Sin adhesión a la verdad no puede haber justicia. Y un aspirante a juez que no acredite sujeción incondicional a los hechos no puede recibir la responsabilidad de decidir los conflictos sometidos al Poder Judicial. El requisito de idoneidad establecido en el artículo 16 de la Constitución Nacional no sólo implica saber derecho, o reunir las condiciones formales de edad y residencia, sino también gozar de una reputación intachable, que permita proyectar al futuro la conducta ética exigida a quienes han de impartir justicia. Ojeda Ávila había demostrado conocimientos técnicos suficientes para los estándares del Consejo Asesor de la Magistratura, pero su currículum engañoso expuso dudas razonables sobre su afición a valores imprescindibles para ejercer con rectitud la judicatura.
Llama la atención que el postulante haya soportado un nivel de reproches inusitados para quien ha de llevar tranquilidad y confianza en la ciudadanía. Después de ofrecer una primera explicación sobre un premio imposible en atención a los 19 aplazos acumulados a lo largo de la carrera de Abogacía, Ojeda Ávila se llamó al silencio y no volvió a atender las consultas cotidianas de LA GACETA. Si bien toda persona tiene derecho a decidir si responde las preguntas de la prensa, los funcionarios públicos están llamados a rendir cuentas y a dar explicaciones a quienes se las requieran. Y un candidato a camarista de Apelaciones, aunque aún no haya obtenido el visto bueno legislativo, ya tiene un pie en la función estatal y, por ende, a partir de la mera postulación comienza a construir o a destruir su legitimidad. Esta experiencia confirmó que quien calla frente al periodismo suele tener algo que ocultar.
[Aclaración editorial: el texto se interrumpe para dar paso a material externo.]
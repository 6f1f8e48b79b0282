//! Stale artifact cleanup background task.
//!
//! Export artifacts are deleted as soon as their bytes are read back, so
//! under normal operation the export directory stays empty. Files survive
//! only when the process dies mid-request; this task sweeps those up.

use std::path::PathBuf;
use std::time::{Duration, SystemTime};

use anyhow::Result;
use tokio::time::interval;
use tracing::{debug, error, info, warn};
use walkdir::WalkDir;

/// File extensions the export pipeline produces. The sweeper refuses to
/// touch anything else.
const ARTIFACT_EXTENSIONS: &[&str] = &["pdf", "png", "jpg"];

/// Configuration for the artifact sweeper.
#[derive(Debug, Clone)]
pub struct SweeperConfig {
    /// Whether the sweeper runs at all.
    pub enabled: bool,
    /// Seconds between sweeps.
    pub interval_secs: u64,
    /// Artifacts older than this are removed.
    pub max_age: Duration,
}

impl Default for SweeperConfig {
    fn default() -> Self {
        Self {
            enabled: true,
            interval_secs: 300,
            max_age: Duration::from_secs(600),
        }
    }
}

/// Statistics from a sweep run.
#[derive(Debug, Default, Clone)]
pub struct SweepStats {
    pub removed: u64,
    pub errors: u64,
}

/// Background sweeper over the export directory.
pub struct ExportSweeper {
    export_dir: PathBuf,
    config: SweeperConfig,
}

impl ExportSweeper {
    pub fn new(export_dir: PathBuf, config: SweeperConfig) -> Self {
        Self { export_dir, config }
    }

    /// Run one sweep.
    pub fn sweep_once(&self) -> Result<SweepStats> {
        let mut stats = SweepStats::default();
        let cutoff = SystemTime::now() - self.config.max_age;

        for entry in WalkDir::new(&self.export_dir).min_depth(1).max_depth(1) {
            let entry = entry?;
            if !entry.file_type().is_file() {
                continue;
            }
            let path = entry.path();
            let is_artifact = path
                .extension()
                .and_then(|ext| ext.to_str())
                .is_some_and(|ext| ARTIFACT_EXTENSIONS.contains(&ext));
            if !is_artifact {
                continue;
            }

            let modified = entry.metadata()?.modified()?;
            if modified >= cutoff {
                continue;
            }

            match std::fs::remove_file(path) {
                Ok(()) => {
                    debug!(path = %path.display(), "Removed stale export artifact");
                    stats.removed += 1;
                }
                Err(e) => {
                    // The file may have been claimed by its request between
                    // the scan and the unlink.
                    warn!(path = %path.display(), error = %e, "Failed to remove stale artifact");
                    stats.errors += 1;
                }
            }
        }

        if stats.removed > 0 {
            info!(
                removed = stats.removed,
                errors = stats.errors,
                "Sweep complete"
            );
        }
        Ok(stats)
    }

    /// Run the sweeper in a loop.
    pub async fn run_forever(self) {
        if !self.config.enabled {
            info!("Artifact sweeper disabled");
            return;
        }

        info!(
            interval_secs = self.config.interval_secs,
            max_age_secs = self.config.max_age.as_secs(),
            dir = %self.export_dir.display(),
            "Starting artifact sweeper"
        );

        let mut ticker = interval(Duration::from_secs(self.config.interval_secs));

        loop {
            ticker.tick().await;
            if let Err(e) = self.sweep_once() {
                error!(error = %e, "Sweep failed");
            }
        }
    }
}

// ============================================================================
// Tests
// ============================================================================
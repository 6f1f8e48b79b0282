//! HTTP request handlers for the atlas service endpoints.
//!
//! This module is organized into submodules:
//! - `ows`: OWS entry point and REQUEST dispatch
//! - `capabilities`: GetCapabilities handler
//! - `print`: GetPrint orchestration (validate, export, stream artifact)
//! - `health`: Health check and metrics endpoints
//! - `common`: Shared response helpers

pub mod capabilities;
pub mod common;
pub mod health;
pub mod ows;
pub mod print;

pub use health::{health_handler, metrics_handler};
pub use ows::ows_handler;
//! Error types for atlas-print services.

use thiserror::Error;

/// Result type alias using AtlasError.
pub type AtlasResult<T> = Result<T, AtlasError>;

/// Primary error type for atlas print operations.
#[derive(Debug, Error)]
pub enum AtlasError {
    // === Request validation errors ===
    #[error("{0} is required")]
    MissingParameter(String),

    #[error("EXP_FILTER is mandatory to print an atlas layout")]
    FilterRequired,

    #[error("SCALE and SCALES can not be used together.")]
    ConflictingScales,

    #[error("Invalid number in {0}.")]
    InvalidNumber(String),

    #[error("Expression is invalid: {0}")]
    ExpressionSyntax(String),

    #[error("Expression is invalid, eval error: {0}")]
    ExpressionEval(String),

    // === Resolution errors ===
    #[error("Project `{0}` not found")]
    ProjectNotFound(String),

    #[error("Layout `{0}` not found")]
    LayoutNotFound(String),

    #[error("Layout `{0}` is neither an atlas layout nor a report")]
    UnsupportedLayout(String),

    // === Export errors ===
    #[error("Export failed: {0}")]
    ExportFailed(String),

    #[error("Export artifact not found: {0}")]
    ArtifactMissing(String),

    // === Infrastructure errors ===
    #[error("Internal error: {0}")]
    Internal(String),
}

impl AtlasError {
    /// Whether this error was caused by the request rather than the server.
    ///
    /// User errors are answered with their full message; everything else is
    /// logged server-side and answered generically.
    pub fn is_user_error(&self) -> bool {
        self.http_status_code() == 400
    }

    /// Get the HTTP status code for this error.
    pub fn http_status_code(&self) -> u16 {
        match self {
            AtlasError::MissingParameter(_)
            | AtlasError::FilterRequired
            | AtlasError::ConflictingScales
            | AtlasError::InvalidNumber(_)
            | AtlasError::ExpressionSyntax(_)
            | AtlasError::ExpressionEval(_)
            | AtlasError::ProjectNotFound(_)
            | AtlasError::LayoutNotFound(_)
            | AtlasError::UnsupportedLayout(_) => 400,

            AtlasError::ArtifactMissing(_) => 404,

            AtlasError::ExportFailed(_) | AtlasError::Internal(_) => 500,
        }
    }
}

// Conversion from common error types
impl From<std::io::Error> for AtlasError {
    fn from(err: std::io::Error) -> Self {
        AtlasError::Internal(err.to_string())
    }
}

impl From<serde_json::Error> for AtlasError {
    fn from(err: serde_json::Error) -> Self {
        AtlasError::Internal(format!("JSON error: {}", err))
    }
}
La sucesión de anomalías detectadas en los antecedentes de Ojeda Ávila corroboró también que las instituciones se niegan a prevenir daños y que, en el mejor de los supuestos, practican controles meramente formales o superficiales. La Legislatura, el Consejo Asesor de la Magistratura y, especialmente, el Ministerio Público Fiscal recién reaccionaron cuando trascendió que el postulante había esgrimido un título de posgrado que no tenía por haber reprobado la tesis final, y que incluso informó a las autoridades que se había sacado un 10 en esa instancia de evaluación. Mientras tanto, las autoridades de los órganos mencionados restaron valor a la información, o especularon con que todo pasaría y con que los beneficios que prometía el nombramiento superarían con creces los costos políticos de avalarlo.
El caso “Ojeda Ávila” hería la verdad y la justicia, y, por ello, reclama verdad y justicia. La contundencia de las publicaciones que precipitaron la renuncia del aspirante demandan un esclarecimiento rápido de la controversia. Los procedimientos administrativos y la causa penal abiertos en consecuencia volverán a poner a prueba a las instituciones públicas: de ellas depende que esta historia no quede impune.